Instructions to follow:
Find all the lines in the material below with the word "const", and copy them.

┌──

//! Human-readable depiction of a set's levels, for debugging.
//!
//! Rendering only reads the set through its public cursor API: the element
//! count, the ordered elements and each node's level count.
//!
//! ```text
//! ------------------------------------------
//! 3 elements
//!  -----------2--------
//! |           |        |
//!  -----1-----2-----3--
//! ```

use std::fmt;

use crate::set::SkipSet;

/// Width of one element column.
const CELL: usize = 6;

/// Short display string for an element.
pub trait Label {
    fn label(&self) -> String;
}

macro_rules! label_via_display {
    ($($ty:ty),* $(,)?) => {
        $(
            impl Label for $ty {
                fn label(&self) -> String {
                    self.to_string()
                }
            }
        )*
    };
}

label_via_display!(
    i8, i16, i32, i64, i128, isize, u8, u16, u32, u64, u128, usize, char, bool, str, String,
);

/// Significant digits kept in float labels.
const PRECISION: i32 = 6;

impl Label for f64 {
    /// `%g` style: six significant digits, scientific notation for very
    /// large or small magnitudes, trailing fractional zeros dropped.
    fn label(&self) -> String {
        if !self.is_finite() {
            return self.to_string();
        }
        // the rounded scientific form decides the exponent
        let scientific = format!("{:.*e}", (PRECISION - 1) as usize, self);
        let Some((mantissa, exponent)) = scientific.split_once('e') else {
            return scientific;
        };
        let exponent: i32 = match exponent.parse() {
            Ok(exponent) => exponent,
            Err(_) => return scientific,
        };
        if exponent < -4 || exponent >= PRECISION {
            let sign = if exponent < 0 { '-' } else { '+' };
            format!(
                "{}e{sign}{:02}",
                trim_fraction(mantissa.to_string()),
                exponent.abs()
            )
        } else {
            let decimals = (PRECISION - 1 - exponent) as usize;
            trim_fraction(format!("{self:.decimals$}"))
        }
    }
}

impl Label for f32 {
    fn label(&self) -> String {
        f64::from(*self).label()
    }
}

impl<T: Label + ?Sized> Label for &T {
    fn label(&self) -> String {
        (**self).label()
    }
}

fn trim_fraction(text: String) -> String {
    if !text.contains('.') {
        return text;
    }
    text.trim_end_matches('0').trim_end_matches('.').to_string()
}

/// The last `CELL` characters of `label`, left-padded with dashes.
fn cell(label: &str) -> String {
    let count = label.chars().count();
    if count >= CELL {
        label.chars().skip(count - CELL).collect()
    } else {
        format!("{}{label}", "-".repeat(CELL - count))
    }
}

/// `Display` adapter drawing one row pair per level, top level first.
pub struct Levels<'a, T, L> {
    set: &'a SkipSet<T, L>,
}

impl<'a, T, L> Levels<'a, T, L> {
    pub fn new(set: &'a SkipSet<T, L>) -> Self {
        Levels { set }
    }
}

impl<T: Label, L> fmt::Display for Levels<'_, T, L> {
    fn fmt(&self, f: &mut fmt::Formatter<'_>) -> fmt::Result {
        let set = self.set;
        let mut columns = Vec::with_capacity(set.len());
        let mut cursor = set.begin();
        while cursor != set.end() {
            let label = set.get(cursor).map_err(|_| fmt::Error)?.label();
            let height = set.node_levels(cursor).map_err(|_| fmt::Error)?;
            columns.push((cell(&label), height));
            cursor = set.successor(cursor).map_err(|_| fmt::Error)?;
        }

        writeln!(f, "{}", "-".repeat(42))?;
        let mut links = format!("{} elements", set.len());
        for level in (0..set.levels()).rev() {
            writeln!(f, "{links}")?;
            links = String::from("|");
            let mut keys = String::from(" ");
            for (label, height) in &columns {
                if *height > level {
                    keys.push_str(label);
                    links.push_str("     |");
                } else {
                    keys.push_str("------");
                    links.push_str("      ");
                }
            }
            keys.push_str("--");
            writeln!(f, "{keys}")?;
            links.push_str("  |");
        }
        write!(f, "\n\n")
    }
}

/// Render `set` as text. See the module docs for the layout.
pub fn render<T: Label, L>(set: &SkipSet<T, L>) -> String {
    Levels::new(set).to_string()
}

└──

Exercise answer:
const CELL: usize = 6;
const PRECISION: i32 = 6;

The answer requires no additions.